Based on these figures, we can see that August 2020 exhibited a significant amount of excess death (Figure 1). It is too early, as of 16 September 2020, to have reliable data on the number of deaths of September, as not all deaths in that month have been reported yet. However, the figure below shows that the mortality in 2020 is not “the same as last year”. In the absence of any data indicating another abnormally common cause of death in 2020, it is beyond reasonable doubt that the excess mortality is due to COVID-19 pandemic and not from the common cold and seasonal flu. If it were the case, one would expect the number of deaths to fall within the average of the previous years.
Figure 1. Deaths from all causes in the U.S. from January 2017 to August 2020. The orange line is a threshold of the expected number of deaths based on average mortality of the previous years. Deaths above the threshold (orange line) are considered “excess deaths”. Weeks where excess deaths are recorded are marked by a red cross. Data and the figure are from the U.S. CDC.
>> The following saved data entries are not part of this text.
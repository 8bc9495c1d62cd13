use std::sync::Arc;

use async_trait::async_trait;
use sqlx::PgPool;

use super::model::{AuthenticatedUser, CurrentUser, UserProfile};
use crate::core::error::{AppError, Result};

/// Lookup of application profiles by identity-provider subject
#[async_trait]
pub trait ProfileRepository: Send + Sync {
    async fn find_by_subject(&self, subject: &str) -> Result<Option<UserProfile>>;
}

pub struct PgProfileRepository {
    pool: PgPool,
}

impl PgProfileRepository {
    pub fn new(pool: PgPool) -> Self {
        Self { pool }
    }
}

#[async_trait]
impl ProfileRepository for PgProfileRepository {
    async fn find_by_subject(&self, subject: &str) -> Result<Option<UserProfile>> {
        let profile = sqlx::query_as::<_, UserProfile>(
            r#"
            SELECT id, auth_subject, email, username, display_name, avatar_url,
                   last_seen_inbox, created_at
            FROM users
            WHERE auth_subject = $1
            "#,
        )
        .bind(subject)
        .fetch_optional(&self.pool)
        .await?;

        Ok(profile)
    }
}

/// Maps a verified token identity onto its application profile
pub struct ProfileResolver {
    profiles: Arc<dyn ProfileRepository>,
}

impl ProfileResolver {
    pub fn new(profiles: Arc<dyn ProfileRepository>) -> Self {
        Self { profiles }
    }

    pub async fn resolve(&self, identity: &AuthenticatedUser) -> Result<CurrentUser> {
        let profile = self
            .profiles
            .find_by_subject(&identity.sub)
            .await?
            .ok_or_else(|| {
                tracing::debug!(sub = %identity.sub, "No profile for authenticated subject");
                AppError::Unauthorized("Profile not found".to_string())
            })?;

        Ok(CurrentUser::from_profile(profile, identity.roles.clone()))
    }
}
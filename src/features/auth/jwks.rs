use jsonwebtoken::DecodingKey;
use serde::Deserialize;
use std::collections::HashMap;
use std::time::{Duration, Instant};
use tokio::sync::RwLock;

#[derive(Debug, Clone, Deserialize)]
struct JwkSet {
    keys: Vec<Jwk>,
}

#[derive(Debug, Clone, Deserialize)]
struct Jwk {
    kid: Option<String>,
    kty: String,
    #[serde(rename = "use", default)]
    key_use: Option<String>,
    n: Option<String>,
    e: Option<String>,
}

struct CachedKeys {
    keys: HashMap<String, DecodingKey>,
    fetched_at: Instant,
}

/// Fetches and caches the identity provider's RSA signing keys
pub struct JwksClient {
    jwks_url: String,
    client: reqwest::Client,
    cache: RwLock<Option<CachedKeys>>,
    cache_ttl: Duration,
}

impl JwksClient {
    pub fn new(issuer_url: &str, cache_ttl: Duration) -> Self {
        Self {
            jwks_url: format!("{}/.well-known/jwks.json", issuer_url.trim_end_matches('/')),
            client: reqwest::Client::new(),
            cache: RwLock::new(None),
            cache_ttl,
        }
    }

    pub async fn get_key(&self, kid: &str) -> Result<DecodingKey, JwksError> {
        if let Some(key) = self.cached_key(kid).await {
            return Ok(key);
        }

        // Unknown kid or stale cache: the provider may have rotated keys
        let keys = self.fetch_keys().await?;
        let key = keys.get(kid).cloned();

        *self.cache.write().await = Some(CachedKeys {
            keys,
            fetched_at: Instant::now(),
        });

        key.ok_or_else(|| JwksError::KeyNotFound(kid.to_string()))
    }

    async fn cached_key(&self, kid: &str) -> Option<DecodingKey> {
        let cache = self.cache.read().await;
        cache
            .as_ref()
            .filter(|cached| cached.fetched_at.elapsed() < self.cache_ttl)
            .and_then(|cached| cached.keys.get(kid).cloned())
    }

    async fn fetch_keys(&self) -> Result<HashMap<String, DecodingKey>, JwksError> {
        tracing::debug!(url = %self.jwks_url, "Fetching JWKS");

        let response = self
            .client
            .get(&self.jwks_url)
            .send()
            .await
            .map_err(|e| JwksError::FetchError(e.to_string()))?;

        if !response.status().is_success() {
            return Err(JwksError::FetchError(format!(
                "Failed to fetch JWKS: HTTP {}",
                response.status()
            )));
        }

        let set: JwkSet = response
            .json()
            .await
            .map_err(|e| JwksError::ParseError(e.to_string()))?;

        signing_keys(set)
    }
}

/// Keep only RSA signature keys that carry a kid
fn signing_keys(set: JwkSet) -> Result<HashMap<String, DecodingKey>, JwksError> {
    let mut keys = HashMap::new();

    for jwk in set.keys {
        if jwk.kty != "RSA" || jwk.key_use.as_deref().is_some_and(|u| u != "sig") {
            continue;
        }
        let (Some(kid), Some(n), Some(e)) = (jwk.kid, jwk.n, jwk.e) else {
            continue;
        };
        let decoding_key = DecodingKey::from_rsa_components(&n, &e)
            .map_err(|err| JwksError::KeyConversionError(err.to_string()))?;
        keys.insert(kid, decoding_key);
    }

    Ok(keys)
}

#[derive(Debug, thiserror::Error)]
pub enum JwksError {
    #[error("Failed to fetch JWKS: {0}")]
    FetchError(String),

    #[error("Failed to parse JWKS: {0}")]
    ParseError(String),

    #[error("Key not found: {0}")]
    KeyNotFound(String),

    #[error("Failed to convert key: {0}")]
    KeyConversionError(String),
}
//! Authentication: bearer-token verification and profile resolution.
//!
//! The identity provider issues RS256 tokens; [`JwtValidator`] checks them
//! against the provider's JWKS and [`ProfileResolver`] maps the token subject
//! onto a row in `users`. The resolved [`CurrentUser`] is cached in the
//! request extensions by the auth middleware.

mod jwks;
mod resolver;
mod validator;

pub mod handler;
pub mod model;
pub mod routes;

use std::sync::Arc;

pub use jwks::JwksClient;
pub use model::{AuthenticatedUser, CurrentUser};
pub use resolver::{PgProfileRepository, ProfileRepository, ProfileResolver};
pub use validator::{JwtValidator, TokenVerifier};

/// State shared by the auth middleware
pub struct AuthState {
    pub validator: Arc<dyn TokenVerifier>,
    pub resolver: ProfileResolver,
}
pub mod auth;
pub mod gallery;
pub mod garage;
pub mod inbox;
mod inbox_dto;

pub use inbox_dto::*;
In summary, claims stating that current or upcoming cases labeled as COVID-19 are in fact due to the common cold or flu are unsupported by available evidence. They ignore the fact the number of confirmed COVID-19 cases is based on PCR tests that specifically detect the virus causing COVID-19, and thus cannot be confused with the flu infection or the common cold. It is likely that both COVID-19 and influenza will spread together during fall and winter. Although it is difficult to predict what the risk of simultaneously having both the flu and COVID-19 will be, and whether the measure of social distancing will also help reduce the flu season, experts have expressed much concern over the potential impact of having both respiratory illnesses circulating among the population at the same time.